InsideFlyer
- Categories: Frequent-flyer news
- Circulation: 76,000
- Publisher: Randy Petersen
- Founder: Randy Petersen
- Founded: 1986
- Final issue: January 2015 (print)
- Company: Frequent Flyer Network
- Based in: Colorado Springs, Colorado
- Website: insideflyer.com
- ISSN: 1061-4494
- OCLC: 25317403

= InsideFlyer =

InsideFlyer is a website specializing in frequent-flyer news.

InsideFlyer began as a monthly print publication founded in Colorado Springs, Colorado, in 1986 by Randy Petersen, which provided information on earning and redeeming frequent-flyer miles and points. The print magazine's monthly circulation was around 76,000, and more readers visit the online site. The magazine recommended flexibility in trying to redeem frequent-flyer miles and points.
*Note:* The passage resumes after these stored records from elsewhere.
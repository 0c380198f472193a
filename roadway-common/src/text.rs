use std::fmt;
use std::sync::Arc;

use crate::subject::{clamp_range, Subject};
use crate::text_slice::TextSlice;

/// A text subject read one `char` at a time.
///
/// Positions count characters, not bytes. Character boundaries are computed
/// once up front so positional reads and frame extraction stay O(1).
#[derive(Clone)]
pub struct Text {
    buffer: Arc<str>,
    /// Byte offset of every character, followed by the buffer length.
    boundaries: Arc<[usize]>,
}

impl Text {
    /// Creates a text subject from the input string.
    pub fn new<S: Into<String>>(input: S) -> Self {
        let owned = input.into();
        Self::with_arc(Arc::<str>::from(owned))
    }

    /// Creates a text subject over an existing shared buffer.
    pub fn with_arc(buffer: Arc<str>) -> Self {
        let boundaries = buffer
            .char_indices()
            .map(|(offset, _)| offset)
            .chain(std::iter::once(buffer.len()))
            .collect();
        Self { buffer, boundaries }
    }

    /// Returns the number of characters.
    pub fn char_len(&self) -> usize {
        self.boundaries.len() - 1
    }

    pub fn as_str(&self) -> &str {
        &self.buffer
    }

    /// Returns the shared buffer.
    pub fn buffer(&self) -> Arc<str> {
        Arc::clone(&self.buffer)
    }
}

impl Subject for Text {
    type Element = char;
    type Frame = TextSlice;

    fn length(&self) -> Option<usize> {
        Some(self.char_len())
    }

    fn element_at(&self, index: usize) -> Option<char> {
        let start = *self.boundaries.get(index)?;
        self.buffer[start..].chars().next()
    }

    fn extract(&self, start: usize, end: usize) -> TextSlice {
        let (start, end) = clamp_range(start, end, self.char_len());
        TextSlice::new(
            self.buffer(),
            self.boundaries[start],
            self.boundaries[end],
        )
    }
}

impl fmt::Debug for Text {
    fn fmt(&self, f: &mut fmt::Formatter<'_>) -> fmt::Result {
        f.debug_tuple("Text").field(&self.as_str()).finish()
    }
}

impl fmt::Display for Text {
    fn fmt(&self, f: &mut fmt::Formatter<'_>) -> fmt::Result {
        f.write_str(self.as_str())
    }
}

impl PartialEq for Text {
    fn eq(&self, other: &Self) -> bool {
        self.as_str() == other.as_str()
    }
}

impl Eq for Text {}

impl PartialEq<&str> for Text {
    fn eq(&self, other: &&str) -> bool {
        self.as_str() == *other
    }
}

impl From<&str> for Text {
    fn from(input: &str) -> Self {
        Self::new(input)
    }
}

impl From<String> for Text {
    fn from(input: String) -> Self {
        Self::new(input)
    }
}

impl From<Arc<str>> for Text {
    fn from(buffer: Arc<str>) -> Self {
        Self::with_arc(buffer)
    }
}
Petersen went on to found frequent-flyer forum FlyerTalk in 1998. The site was acquired by Internet Brands in 2007. In March 2011, he founded online publication MilePoint, which was relaunched as InsideFlyer on October 10, 2015, as a rebranded global community. New features include integrating mileage, travel itinerary tracking and social features to keep up with other members of the travel community.

The print magazine's last issue was January 19, 2015 ending its 28 years, 11 months and 11 days in publishing.